What the exercise asks: Tally the lines of the data that include the word "bitfield". Only the number is to be returned.

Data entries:
:::

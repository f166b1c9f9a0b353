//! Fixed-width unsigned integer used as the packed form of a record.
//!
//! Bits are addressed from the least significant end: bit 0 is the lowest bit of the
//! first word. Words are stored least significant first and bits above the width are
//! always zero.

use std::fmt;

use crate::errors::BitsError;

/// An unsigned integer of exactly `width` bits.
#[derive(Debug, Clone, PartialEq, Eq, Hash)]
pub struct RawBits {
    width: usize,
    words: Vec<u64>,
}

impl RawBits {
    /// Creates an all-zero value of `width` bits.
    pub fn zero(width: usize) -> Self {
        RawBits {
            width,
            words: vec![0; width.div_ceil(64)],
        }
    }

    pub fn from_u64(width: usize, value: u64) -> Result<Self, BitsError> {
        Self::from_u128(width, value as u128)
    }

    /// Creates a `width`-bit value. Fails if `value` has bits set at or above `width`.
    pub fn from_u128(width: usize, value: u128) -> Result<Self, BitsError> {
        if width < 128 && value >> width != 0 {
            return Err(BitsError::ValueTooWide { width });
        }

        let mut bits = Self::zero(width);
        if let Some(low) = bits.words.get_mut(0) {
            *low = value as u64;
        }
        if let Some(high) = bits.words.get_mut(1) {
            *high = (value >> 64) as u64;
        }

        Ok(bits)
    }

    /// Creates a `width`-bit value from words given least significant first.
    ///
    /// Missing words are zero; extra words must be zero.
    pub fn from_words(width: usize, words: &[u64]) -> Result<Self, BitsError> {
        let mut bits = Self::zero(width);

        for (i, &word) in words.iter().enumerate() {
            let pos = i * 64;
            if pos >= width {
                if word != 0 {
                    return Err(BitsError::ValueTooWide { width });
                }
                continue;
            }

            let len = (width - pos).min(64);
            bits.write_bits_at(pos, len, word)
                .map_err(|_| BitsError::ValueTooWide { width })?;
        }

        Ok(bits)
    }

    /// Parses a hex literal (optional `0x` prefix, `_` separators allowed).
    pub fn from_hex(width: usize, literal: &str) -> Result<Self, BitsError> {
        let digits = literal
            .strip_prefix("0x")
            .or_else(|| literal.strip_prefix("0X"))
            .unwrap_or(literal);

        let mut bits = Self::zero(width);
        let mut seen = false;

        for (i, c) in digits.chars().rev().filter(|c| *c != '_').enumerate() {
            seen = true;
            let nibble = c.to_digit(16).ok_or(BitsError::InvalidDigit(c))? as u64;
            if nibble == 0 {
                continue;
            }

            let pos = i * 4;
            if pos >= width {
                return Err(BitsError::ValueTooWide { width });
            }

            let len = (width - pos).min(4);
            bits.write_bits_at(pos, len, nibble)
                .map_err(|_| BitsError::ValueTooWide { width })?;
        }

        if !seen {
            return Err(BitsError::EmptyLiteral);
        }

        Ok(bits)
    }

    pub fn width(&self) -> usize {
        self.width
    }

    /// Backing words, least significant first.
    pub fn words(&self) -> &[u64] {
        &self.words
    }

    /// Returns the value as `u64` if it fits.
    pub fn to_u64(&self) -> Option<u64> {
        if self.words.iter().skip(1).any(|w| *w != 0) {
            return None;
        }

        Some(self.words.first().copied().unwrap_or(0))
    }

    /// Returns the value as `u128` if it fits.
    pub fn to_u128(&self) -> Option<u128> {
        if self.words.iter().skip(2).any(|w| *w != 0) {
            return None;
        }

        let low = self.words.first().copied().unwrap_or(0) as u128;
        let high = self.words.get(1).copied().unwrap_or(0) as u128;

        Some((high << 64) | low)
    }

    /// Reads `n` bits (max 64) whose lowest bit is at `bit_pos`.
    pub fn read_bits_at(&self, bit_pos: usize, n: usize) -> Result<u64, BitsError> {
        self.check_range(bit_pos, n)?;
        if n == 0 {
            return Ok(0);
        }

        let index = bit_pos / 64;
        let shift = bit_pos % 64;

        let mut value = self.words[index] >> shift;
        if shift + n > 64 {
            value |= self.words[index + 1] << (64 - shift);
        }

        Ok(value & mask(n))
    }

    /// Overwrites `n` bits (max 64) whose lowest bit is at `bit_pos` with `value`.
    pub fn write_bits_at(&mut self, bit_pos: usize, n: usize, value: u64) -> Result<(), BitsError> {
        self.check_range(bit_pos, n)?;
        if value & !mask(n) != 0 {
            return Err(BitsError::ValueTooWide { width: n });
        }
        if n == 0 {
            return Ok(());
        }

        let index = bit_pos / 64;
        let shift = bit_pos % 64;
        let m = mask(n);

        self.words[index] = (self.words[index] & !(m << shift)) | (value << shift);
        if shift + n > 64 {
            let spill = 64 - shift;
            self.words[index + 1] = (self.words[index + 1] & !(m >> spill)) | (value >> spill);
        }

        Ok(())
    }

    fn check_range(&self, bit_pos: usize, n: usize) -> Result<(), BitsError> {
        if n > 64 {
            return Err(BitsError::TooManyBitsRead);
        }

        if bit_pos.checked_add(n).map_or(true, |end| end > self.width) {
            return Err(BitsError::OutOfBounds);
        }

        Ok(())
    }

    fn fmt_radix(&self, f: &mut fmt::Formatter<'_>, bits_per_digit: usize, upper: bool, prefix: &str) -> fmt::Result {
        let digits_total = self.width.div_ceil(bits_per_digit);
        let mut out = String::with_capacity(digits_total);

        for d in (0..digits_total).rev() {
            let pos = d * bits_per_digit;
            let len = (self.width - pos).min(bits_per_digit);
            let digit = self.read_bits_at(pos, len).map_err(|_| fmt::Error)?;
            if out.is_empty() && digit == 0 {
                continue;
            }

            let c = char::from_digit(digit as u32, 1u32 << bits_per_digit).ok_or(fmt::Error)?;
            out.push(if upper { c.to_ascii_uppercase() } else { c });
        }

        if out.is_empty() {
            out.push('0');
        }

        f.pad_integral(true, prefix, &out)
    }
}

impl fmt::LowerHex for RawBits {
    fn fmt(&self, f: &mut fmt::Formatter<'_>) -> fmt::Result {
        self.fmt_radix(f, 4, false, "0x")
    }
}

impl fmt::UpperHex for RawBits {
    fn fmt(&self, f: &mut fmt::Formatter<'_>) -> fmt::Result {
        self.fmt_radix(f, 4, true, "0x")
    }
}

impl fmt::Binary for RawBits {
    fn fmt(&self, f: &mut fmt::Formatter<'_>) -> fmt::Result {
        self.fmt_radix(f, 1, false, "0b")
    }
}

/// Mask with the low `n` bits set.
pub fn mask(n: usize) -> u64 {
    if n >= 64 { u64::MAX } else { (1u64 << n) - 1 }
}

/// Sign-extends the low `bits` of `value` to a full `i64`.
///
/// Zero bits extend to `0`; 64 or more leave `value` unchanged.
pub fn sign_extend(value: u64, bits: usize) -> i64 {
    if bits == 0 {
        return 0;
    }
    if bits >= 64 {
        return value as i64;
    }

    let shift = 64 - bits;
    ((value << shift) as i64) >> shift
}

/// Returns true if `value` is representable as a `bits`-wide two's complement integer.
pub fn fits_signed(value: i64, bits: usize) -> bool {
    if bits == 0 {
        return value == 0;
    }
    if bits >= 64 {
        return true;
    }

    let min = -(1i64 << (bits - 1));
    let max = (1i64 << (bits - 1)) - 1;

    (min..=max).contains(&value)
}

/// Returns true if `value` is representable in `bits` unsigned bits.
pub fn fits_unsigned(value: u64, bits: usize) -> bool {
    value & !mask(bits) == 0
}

:::

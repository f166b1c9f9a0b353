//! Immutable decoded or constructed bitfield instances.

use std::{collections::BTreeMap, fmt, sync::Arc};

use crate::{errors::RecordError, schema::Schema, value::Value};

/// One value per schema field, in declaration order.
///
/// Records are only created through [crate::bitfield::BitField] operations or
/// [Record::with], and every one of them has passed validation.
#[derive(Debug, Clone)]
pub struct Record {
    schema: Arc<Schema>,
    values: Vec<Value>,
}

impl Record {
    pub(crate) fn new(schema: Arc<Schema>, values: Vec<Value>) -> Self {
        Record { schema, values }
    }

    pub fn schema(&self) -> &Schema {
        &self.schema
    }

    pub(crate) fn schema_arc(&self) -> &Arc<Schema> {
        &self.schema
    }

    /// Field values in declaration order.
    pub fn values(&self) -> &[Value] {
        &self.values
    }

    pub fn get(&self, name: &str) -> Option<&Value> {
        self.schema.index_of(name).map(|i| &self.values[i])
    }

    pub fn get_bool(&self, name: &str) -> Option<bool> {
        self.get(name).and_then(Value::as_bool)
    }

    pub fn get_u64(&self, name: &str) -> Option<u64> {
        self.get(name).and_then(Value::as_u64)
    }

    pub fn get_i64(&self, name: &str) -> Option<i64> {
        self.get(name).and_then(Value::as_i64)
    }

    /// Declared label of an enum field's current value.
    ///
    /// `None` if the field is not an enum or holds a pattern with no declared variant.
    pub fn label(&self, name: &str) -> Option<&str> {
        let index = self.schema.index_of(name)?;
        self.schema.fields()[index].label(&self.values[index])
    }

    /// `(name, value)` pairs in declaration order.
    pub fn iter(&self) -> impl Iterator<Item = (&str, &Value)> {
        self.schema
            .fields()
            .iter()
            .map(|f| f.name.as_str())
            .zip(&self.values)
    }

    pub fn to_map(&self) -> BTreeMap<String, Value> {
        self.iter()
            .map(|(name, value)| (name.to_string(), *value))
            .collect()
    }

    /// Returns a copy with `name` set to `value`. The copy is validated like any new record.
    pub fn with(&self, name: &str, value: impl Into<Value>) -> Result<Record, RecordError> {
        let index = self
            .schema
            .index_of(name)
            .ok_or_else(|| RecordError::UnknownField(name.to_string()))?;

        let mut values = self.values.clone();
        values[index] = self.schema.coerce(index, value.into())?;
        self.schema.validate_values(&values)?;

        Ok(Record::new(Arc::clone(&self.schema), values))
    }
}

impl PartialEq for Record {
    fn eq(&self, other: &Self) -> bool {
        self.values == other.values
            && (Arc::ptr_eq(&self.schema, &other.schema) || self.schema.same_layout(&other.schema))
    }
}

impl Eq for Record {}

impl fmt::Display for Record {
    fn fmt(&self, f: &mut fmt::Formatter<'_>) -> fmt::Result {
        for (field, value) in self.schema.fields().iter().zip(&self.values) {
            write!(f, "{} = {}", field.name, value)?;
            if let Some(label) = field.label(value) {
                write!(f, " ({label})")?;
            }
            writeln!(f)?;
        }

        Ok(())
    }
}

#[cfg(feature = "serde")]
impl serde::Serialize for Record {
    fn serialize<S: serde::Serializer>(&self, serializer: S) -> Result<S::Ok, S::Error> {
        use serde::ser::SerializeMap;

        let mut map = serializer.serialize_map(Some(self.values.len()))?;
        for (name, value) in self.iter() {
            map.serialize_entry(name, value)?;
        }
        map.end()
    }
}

:::

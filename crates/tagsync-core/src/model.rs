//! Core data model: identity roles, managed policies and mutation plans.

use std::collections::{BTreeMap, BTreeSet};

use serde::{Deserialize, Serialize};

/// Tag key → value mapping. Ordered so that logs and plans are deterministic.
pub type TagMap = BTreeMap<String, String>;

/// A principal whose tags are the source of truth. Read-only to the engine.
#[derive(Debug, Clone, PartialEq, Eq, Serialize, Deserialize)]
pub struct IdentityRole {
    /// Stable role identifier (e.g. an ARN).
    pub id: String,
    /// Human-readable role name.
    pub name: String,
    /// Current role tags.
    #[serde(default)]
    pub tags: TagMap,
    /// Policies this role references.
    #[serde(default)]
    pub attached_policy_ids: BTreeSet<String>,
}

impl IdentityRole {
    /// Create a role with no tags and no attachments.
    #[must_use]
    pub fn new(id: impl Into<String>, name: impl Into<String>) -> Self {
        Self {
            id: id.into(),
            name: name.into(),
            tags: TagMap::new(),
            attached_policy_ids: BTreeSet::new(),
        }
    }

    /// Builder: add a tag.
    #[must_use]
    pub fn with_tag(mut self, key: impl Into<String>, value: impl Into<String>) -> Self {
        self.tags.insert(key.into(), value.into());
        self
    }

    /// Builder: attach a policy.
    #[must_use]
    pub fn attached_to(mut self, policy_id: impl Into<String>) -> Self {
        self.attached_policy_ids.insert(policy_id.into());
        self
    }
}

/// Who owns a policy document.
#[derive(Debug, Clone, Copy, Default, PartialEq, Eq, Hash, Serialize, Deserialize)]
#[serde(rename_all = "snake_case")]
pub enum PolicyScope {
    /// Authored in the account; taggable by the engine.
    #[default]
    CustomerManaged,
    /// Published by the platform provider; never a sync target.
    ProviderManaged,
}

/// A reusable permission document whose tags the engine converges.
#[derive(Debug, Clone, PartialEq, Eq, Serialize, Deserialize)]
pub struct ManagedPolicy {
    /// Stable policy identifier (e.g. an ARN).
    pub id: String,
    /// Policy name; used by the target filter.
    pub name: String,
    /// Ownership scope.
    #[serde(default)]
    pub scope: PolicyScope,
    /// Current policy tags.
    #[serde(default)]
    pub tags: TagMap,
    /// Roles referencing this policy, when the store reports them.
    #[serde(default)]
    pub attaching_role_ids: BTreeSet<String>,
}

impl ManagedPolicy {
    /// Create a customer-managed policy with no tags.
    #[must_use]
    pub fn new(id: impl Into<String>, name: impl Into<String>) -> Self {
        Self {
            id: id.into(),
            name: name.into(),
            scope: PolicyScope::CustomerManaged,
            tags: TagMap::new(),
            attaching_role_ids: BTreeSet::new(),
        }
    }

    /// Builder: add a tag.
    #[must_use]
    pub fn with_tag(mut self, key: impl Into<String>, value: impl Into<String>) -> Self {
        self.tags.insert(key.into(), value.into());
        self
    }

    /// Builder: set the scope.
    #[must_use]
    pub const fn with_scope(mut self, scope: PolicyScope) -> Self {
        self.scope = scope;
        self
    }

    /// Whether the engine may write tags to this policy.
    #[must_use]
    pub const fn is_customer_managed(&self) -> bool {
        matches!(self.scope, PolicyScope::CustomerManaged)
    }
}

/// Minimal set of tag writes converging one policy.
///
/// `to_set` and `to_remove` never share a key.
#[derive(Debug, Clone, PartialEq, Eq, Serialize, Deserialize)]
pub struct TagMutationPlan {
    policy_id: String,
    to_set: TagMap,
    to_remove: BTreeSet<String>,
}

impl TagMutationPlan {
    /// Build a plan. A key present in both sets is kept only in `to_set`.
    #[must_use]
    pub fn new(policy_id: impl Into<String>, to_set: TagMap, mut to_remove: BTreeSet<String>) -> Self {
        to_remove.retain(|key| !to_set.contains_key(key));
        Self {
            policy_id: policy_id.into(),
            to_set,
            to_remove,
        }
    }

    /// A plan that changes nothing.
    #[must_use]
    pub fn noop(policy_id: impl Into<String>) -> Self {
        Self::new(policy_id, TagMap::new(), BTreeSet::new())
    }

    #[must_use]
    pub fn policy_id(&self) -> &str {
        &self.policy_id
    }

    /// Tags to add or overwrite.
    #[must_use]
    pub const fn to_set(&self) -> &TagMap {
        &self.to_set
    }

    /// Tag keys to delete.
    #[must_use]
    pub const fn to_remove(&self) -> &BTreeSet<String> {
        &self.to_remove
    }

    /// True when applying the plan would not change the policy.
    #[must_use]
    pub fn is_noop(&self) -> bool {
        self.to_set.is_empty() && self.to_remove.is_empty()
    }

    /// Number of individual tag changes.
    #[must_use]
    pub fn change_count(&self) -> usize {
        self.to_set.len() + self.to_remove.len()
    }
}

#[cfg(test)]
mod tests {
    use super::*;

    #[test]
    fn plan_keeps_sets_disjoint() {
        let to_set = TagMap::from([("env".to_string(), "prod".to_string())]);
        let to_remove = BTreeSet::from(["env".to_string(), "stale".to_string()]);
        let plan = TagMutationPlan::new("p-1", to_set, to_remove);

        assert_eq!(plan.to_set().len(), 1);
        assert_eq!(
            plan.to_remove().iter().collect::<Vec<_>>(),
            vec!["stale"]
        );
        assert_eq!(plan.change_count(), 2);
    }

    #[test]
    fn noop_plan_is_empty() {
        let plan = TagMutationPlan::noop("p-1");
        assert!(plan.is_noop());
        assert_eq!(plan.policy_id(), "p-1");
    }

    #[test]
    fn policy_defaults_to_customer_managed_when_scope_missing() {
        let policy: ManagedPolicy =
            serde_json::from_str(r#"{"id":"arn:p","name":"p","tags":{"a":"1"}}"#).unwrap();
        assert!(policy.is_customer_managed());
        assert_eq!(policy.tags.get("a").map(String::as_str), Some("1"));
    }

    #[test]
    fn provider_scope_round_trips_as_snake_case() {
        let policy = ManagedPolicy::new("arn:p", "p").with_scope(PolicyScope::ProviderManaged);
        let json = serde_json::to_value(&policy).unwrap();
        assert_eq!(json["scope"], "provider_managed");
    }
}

:::

Answer space: 2